しばらく何かを話したあと、ホアキンは僕を手招きして言った。

「アツシは明日から、ヘッドオフィスでランチを取りなさい」

事前の打ち合わせでは、僕はワーカーとランチをするというスケジュールにはなっていなかったようで、デレックも少し気まずそうな顔をした。
その次の日のランチは、ヘッドオフィスに向かった。

ガラスで囲まれた食堂ではテーブルクロスが敷いてあり、作業服を着ているのは僕だけなのでかなり浮いていたが、ホアキンはこっちの方が美味しいだろうと訊いてきた。
階級社会でもあるチリの文化であり、確かに料理は上等そうだし実際に美味しかったが、デレックと笑って話すランチが美味しく感じた。

翌日もホアキンは僕をランチに誘ったが、ワーカーと一緒に食事をしてもいいかと尋ねると、彼は少し驚いた表情をしたが、アツシの好きなようにすればいいと言ってくれた。

その足でワーカーたちがいる食堂に入ると、そこにいたデレックは驚いた顔をして、どうしてここに来たんだと尋ねた。

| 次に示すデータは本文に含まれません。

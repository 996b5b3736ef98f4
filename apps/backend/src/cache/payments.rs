//! Payment rows mirrored from the bot database.

#[allow(clippy::wildcard_imports)]
use sea_orm::entity::prelude::*;
use sea_orm::{ColumnTrait, EntityTrait, QueryFilter, QueryOrder, QuerySelect};
use serde::{Deserialize, Serialize};

use crate::error::AppError;

#[derive(Clone, Debug, PartialEq, DeriveEntityModel, Serialize, Deserialize)]
#[sea_orm(table_name = "payments")]
pub struct Model {
    #[sea_orm(primary_key)]
    pub id: i64,
    #[sea_orm(column_name = "telegram_id")]
    pub telegram_id: i64,
    pub plan: Option<String>,
    pub amount: Option<f64>,
    pub currency: Option<String>,
    #[sea_orm(column_name = "paid_at")]
    pub paid_at: Option<String>,
}

#[derive(Copy, Clone, Debug, EnumIter, DeriveRelation)]
pub enum Relation {}

impl ActiveModelBehavior for ActiveModel {}

const RECENT_LIMIT: u64 = 10;

/// Most recent payments for one telegram id, newest first.
pub async fn recent_for(
    conn: &DatabaseConnection,
    telegram_id: i64,
) -> Result<Vec<Model>, AppError> {
    Entity::find()
        .filter(Column::TelegramId.eq(telegram_id))
        .order_by_desc(Column::Id)
        .limit(RECENT_LIMIT)
        .all(conn)
        .await
        .map_err(|e| AppError::db(format!("failed to read payment cache: {e}")))
}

僕はしばらく考え、いつものゼリーが食べたいと言うと、デレックと周りのワーカーたちは一斉に大笑いをして、席を空けてくれた。

デレックと共に過ごした1週間は、あっという間に過ぎ去っていった。

あの大盛りゼリーがそんなに美味しかったかどうかは忘れてしまったが、皆で食べた時間という味は、今も確かに残っている。